Where you are not at immediate risk of harm, we can assist you take steps to protect yourself or your children from domestic violence in the future by applying for a protection order.
People are often of the mistaken belief that for conduct to constitute domestic violence it must be physically or sexually abusive. However, Queensland law recognises that domestic violence is not limited to just physical forms of violence, but rather can exist in many forms. The Domestic and Family Violence Protection Act 2012 (Qld) ( the Act ) confirms that conduct that is emotionally or psychologically abusive, economically abusive, threatening, coercive, controls or dominates another person, or causes another person to fear for their safety or wellbeing or that of someone else, can all be conduct that can amount to domestic violence.
The person who is to be protected by a domestic violence order is referred to as the aggrieved. In order to apply for the benefit of a protection order, the aggrieved must be able to demonstrate that they are, or have been, in a ‘relevant relationship’ with the person who they are seeking protection from.
A ‘relevant relationship’ is not limited to persons who are married or have been living a de facto relationship together. Instead, a ‘relevant relationship’ is defined to include ‘an intimate personal relationship’, a ‘family relationship’ and an ‘informal care relationship’.
An ‘intimate personal relationship’ includes a spousal relationship, an engagement relationship, and a couple relationship. The Act confirms that this type of relationship does not be current or ongoing at the time an application for a protection order is made.
A ‘family relationship’ exists where one person would ordinarily be understood to be, or to have been, connected to the other person by blood or marriage.
An ‘informal care arrangement’ exists where one person is or was dependant on the other (i.e. a family carer) for help in an activity of daily living. The Act specifies that this type of arrangement does not apply in a parent-child relationship, nor where the care was provided pursuant to a commercial arrangement.
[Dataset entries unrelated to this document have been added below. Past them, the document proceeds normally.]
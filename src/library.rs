//! Named wrappers for the keywords of the remote network library.
//!
//! Each method forwards a fixed keyword name and argument list to
//! [`RpcClient::run_keyword`] and returns the remote `return` value as-is.
//! Handles returned by `connect_to_device` are opaque strings owned by the
//! remote side.

use serde_json::Value;

use crate::config::ClientConfig;
use crate::rpc::{RpcClient, RpcError};

/// VRF used when none is given.
pub const DEFAULT_VRF: &str = "default";

/// Echo count used by `ping_test` when none is given.
pub const DEFAULT_PING_COUNT: u32 = 5;

pub const CONNECT_TO_DEVICE: &str = "Connect To Device";
pub const EXECUTE_COMMAND: &str = "Execute Command";
pub const GET_OSPF_NEIGHBORS: &str = "Get OSPF Neighbors";
pub const GET_BGP_SUMMARY: &str = "Get BGP Summary";
pub const GET_INTERFACE_STATUS: &str = "Get Interface Status";
pub const PING_TEST: &str = "Ping Test";
pub const CLOSE_CONNECTION: &str = "Close Connection";

/// The remote network keyword library.
#[derive(Debug, Clone)]
pub struct NetworkLibrary {
    client: RpcClient,
}

impl NetworkLibrary {
    pub fn new(config: ClientConfig) -> Self {
        Self::with_client(RpcClient::new(config))
    }

    pub fn with_client(client: RpcClient) -> Self {
        Self { client }
    }

    pub fn client(&self) -> &RpcClient {
        &self.client
    }

    /// Open a device session; returns the connection handle.
    pub async fn connect_to_device(
        &self,
        hostname: &str,
        device_type: &str,
        username: &str,
        password: &str,
    ) -> Result<Value, RpcError> {
        self.client
            .run_keyword(CONNECT_TO_DEVICE, [hostname, device_type, username, password])
            .await
    }

    /// Run a CLI command; returns its output.
    pub async fn execute_command(&self, handle: &str, command: &str) -> Result<Value, RpcError> {
        self.client
            .run_keyword(EXECUTE_COMMAND, [handle, command])
            .await
    }

    /// List of neighbor records.
    pub async fn get_ospf_neighbors(&self, handle: &str) -> Result<Value, RpcError> {
        self.client.run_keyword(GET_OSPF_NEIGHBORS, [handle]).await
    }

    /// Peer summary for `vrf` (defaults to [`DEFAULT_VRF`]).
    pub async fn get_bgp_summary(
        &self,
        handle: &str,
        vrf: Option<&str>,
    ) -> Result<Value, RpcError> {
        self.client
            .run_keyword(GET_BGP_SUMMARY, [handle, vrf.unwrap_or(DEFAULT_VRF)])
            .await
    }

    /// Admin/protocol state of one interface.
    pub async fn get_interface_status(
        &self,
        handle: &str,
        interface: &str,
    ) -> Result<Value, RpcError> {
        self.client
            .run_keyword(GET_INTERFACE_STATUS, [handle, interface])
            .await
    }

    /// Ping `target` from the device; returns sent/received counts.
    pub async fn ping_test(
        &self,
        handle: &str,
        target: &str,
        vrf: Option<&str>,
        count: Option<u32>,
    ) -> Result<Value, RpcError> {
        let vrf = vrf.unwrap_or(DEFAULT_VRF);
        let count = count.unwrap_or(DEFAULT_PING_COUNT);
        self.client
            .run_keyword(PING_TEST, (handle, target, vrf, count))
            .await
    }

    pub async fn close_connection(&self, handle: &str) -> Result<Value, RpcError> {
        self.client.run_keyword(CLOSE_CONNECTION, [handle]).await
    }

    /// Keywords the remote library advertises.
    pub async fn keyword_names(&self) -> Result<Vec<String>, RpcError> {
        self.client.get_keyword_names().await
    }
}
//! Network Library RPC client
//!
//! This library talks to an out-of-process network automation keyword
//! library (device connect, command execution, OSPF/BGP/interface queries,
//! ping) over a small JSON-over-TCP protocol:
//!
//! - `config` - Target host, port and per-operation timeout
//! - `rpc` - Transport: envelopes, framing, sessions, errors
//! - `library` - One method per remote keyword
//!
//! # Example
//!
//! ```ignore
//! use netlib_rpc::{ClientConfig, NetworkLibrary};
//!
//! let lib = NetworkLibrary::new(ClientConfig::from_env()?);
//! let handle = lib.connect_to_device("172.10.1.1", "ASR9906", "admin", "admin").await?;
//! let ping = lib.ping_test(handle.as_str().unwrap_or_default(), "8.8.8.8", None, None).await?;
//! ```

pub mod config;
pub mod library;
pub mod rpc;

pub use config::{ClientConfig, ConfigError};
pub use library::NetworkLibrary;
pub use rpc::{RpcClient, RpcError};
//! One TCP connection carrying exactly one request/response exchange.

use std::time::Duration;

use tokio::io::AsyncWriteExt;
use tokio::net::TcpStream;
use tokio::time::timeout;
use tracing::debug;

use super::error::{Phase, RpcError};
use super::framing::{read_message, write_message};
use crate::config::ClientConfig;

/// A connected, single-use session.
///
/// [`exchange`](Self::exchange) consumes the session, so a stream can never
/// carry a second request. The socket is shut down and dropped on every
/// path out of `exchange`; dropping an unused session also closes it.
pub struct Session {
    stream: TcpStream,
    address: String,
    timeout: Duration,
}

impl Session {
    /// Open a connection to the configured target.
    ///
    /// # Errors
    ///
    /// - `RpcError::Timeout` if the connect does not finish within the timeout
    /// - `RpcError::ConnectionFailed` if it is refused, unreachable, or the
    ///   host name does not resolve
    pub async fn connect(config: &ClientConfig) -> Result<Self, RpcError> {
        let address = config.address();
        let connect = TcpStream::connect((config.host.as_str(), config.port));

        let stream = match timeout(config.timeout, connect).await {
            Ok(Ok(stream)) => stream,
            Ok(Err(e)) => return Err(RpcError::from_io(e, &address, Phase::Connect)),
            Err(_) => return Err(RpcError::timeout(&address, Phase::Connect)),
        };

        // Requests are written in one go; don't let Nagle hold the tail back.
        if let Err(e) = stream.set_nodelay(true) {
            debug!("Could not set TCP_NODELAY for {}: {}", address, e);
        }

        debug!("Connected to {}", address);

        Ok(Self {
            stream,
            address,
            timeout: config.timeout,
        })
    }

    /// Connect, send `request`, and return the framed response bytes.
    pub async fn execute(config: &ClientConfig, request: &[u8]) -> Result<Vec<u8>, RpcError> {
        Self::connect(config).await?.exchange(request).await
    }

    /// Target `host:port` of this session.
    pub fn address(&self) -> &str {
        &self.address
    }

    /// Send `request` and read one framed response, then close the socket.
    ///
    /// The close happens regardless of the outcome and never replaces the
    /// exchange's own error.
    pub async fn exchange(mut self, request: &[u8]) -> Result<Vec<u8>, RpcError> {
        let result = self.send_receive(request).await;
        self.close().await;
        result
    }

    async fn send_receive(&mut self, request: &[u8]) -> Result<Vec<u8>, RpcError> {
        write_message(&mut self.stream, request, self.timeout, &self.address).await?;
        debug!("Sent {} bytes to {}", request.len(), self.address());

        let response = read_message(&mut self.stream, self.timeout, &self.address).await?;
        debug!("Framed {} byte response from {}", response.len(), self.address());

        Ok(response)
    }

    /// Best-effort shutdown. The stream itself is released when `self` drops
    /// at the end of this function.
    async fn close(mut self) {
        match timeout(self.timeout, self.stream.shutdown()).await {
            Ok(Ok(())) => {}
            Ok(Err(e)) => {
                debug!("Ignoring socket shutdown error for {}: {}", self.address(), e);
            }
            Err(_) => {
                debug!("Socket shutdown timed out for {}; dropping stream", self.address());
            }
        }
    }
}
Before a Court will grant an application for a protection order on a final basis, it must be satisfied on the balance of probabilities of the following matters:
In deciding whether a protection order is necessary or desirable, the Court must have regard to the principles by which the Act is to be administered. They include that the safety, protection and wellbeing of people who fear or experience domestic violence, including children, are paramount.
In applying this principle, the Courts have confirmed that the focus must be on the issue of protecting an aggrieved person from future domestic violence. This requires the court to consider the evidence and determine the prospect of domestic violence in the future and the nature of that domestic violence.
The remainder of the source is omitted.